Start at the first line of the material below and retype each line through the one containing "const FIELDS: &[&str]", exactly.

————————

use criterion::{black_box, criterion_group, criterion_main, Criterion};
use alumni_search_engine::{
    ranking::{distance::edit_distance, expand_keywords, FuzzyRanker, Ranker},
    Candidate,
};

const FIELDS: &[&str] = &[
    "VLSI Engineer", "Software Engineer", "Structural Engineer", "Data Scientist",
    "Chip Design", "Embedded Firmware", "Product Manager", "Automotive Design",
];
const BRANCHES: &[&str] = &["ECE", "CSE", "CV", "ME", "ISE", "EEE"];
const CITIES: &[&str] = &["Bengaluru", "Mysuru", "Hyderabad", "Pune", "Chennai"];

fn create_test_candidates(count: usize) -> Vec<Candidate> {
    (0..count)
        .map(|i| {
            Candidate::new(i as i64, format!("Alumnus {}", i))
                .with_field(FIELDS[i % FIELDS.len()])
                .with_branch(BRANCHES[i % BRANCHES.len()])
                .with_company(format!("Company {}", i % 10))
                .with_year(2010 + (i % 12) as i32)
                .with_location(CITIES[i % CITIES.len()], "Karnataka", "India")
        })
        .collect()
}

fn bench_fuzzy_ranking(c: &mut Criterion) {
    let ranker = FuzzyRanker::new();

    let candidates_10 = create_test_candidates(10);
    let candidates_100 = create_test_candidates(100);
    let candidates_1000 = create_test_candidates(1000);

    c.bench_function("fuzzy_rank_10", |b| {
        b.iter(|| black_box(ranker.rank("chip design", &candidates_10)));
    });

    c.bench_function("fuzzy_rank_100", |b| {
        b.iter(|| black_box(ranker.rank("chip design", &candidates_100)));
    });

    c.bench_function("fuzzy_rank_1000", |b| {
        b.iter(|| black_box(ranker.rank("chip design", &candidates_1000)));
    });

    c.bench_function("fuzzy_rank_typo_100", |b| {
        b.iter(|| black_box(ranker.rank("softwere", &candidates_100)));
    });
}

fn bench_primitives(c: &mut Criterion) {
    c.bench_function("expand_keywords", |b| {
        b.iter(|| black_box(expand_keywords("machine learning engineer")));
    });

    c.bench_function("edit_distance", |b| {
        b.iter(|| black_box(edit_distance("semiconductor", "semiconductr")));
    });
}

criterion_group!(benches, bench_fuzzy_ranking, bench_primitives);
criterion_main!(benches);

————————

OUTPUT OF THE TASK:
use criterion::{black_box, criterion_group, criterion_main, Criterion};
use alumni_search_engine::{
    ranking::{distance::edit_distance, expand_keywords, FuzzyRanker, Ranker},
    Candidate,
};

const FIELDS: &[&str] = &[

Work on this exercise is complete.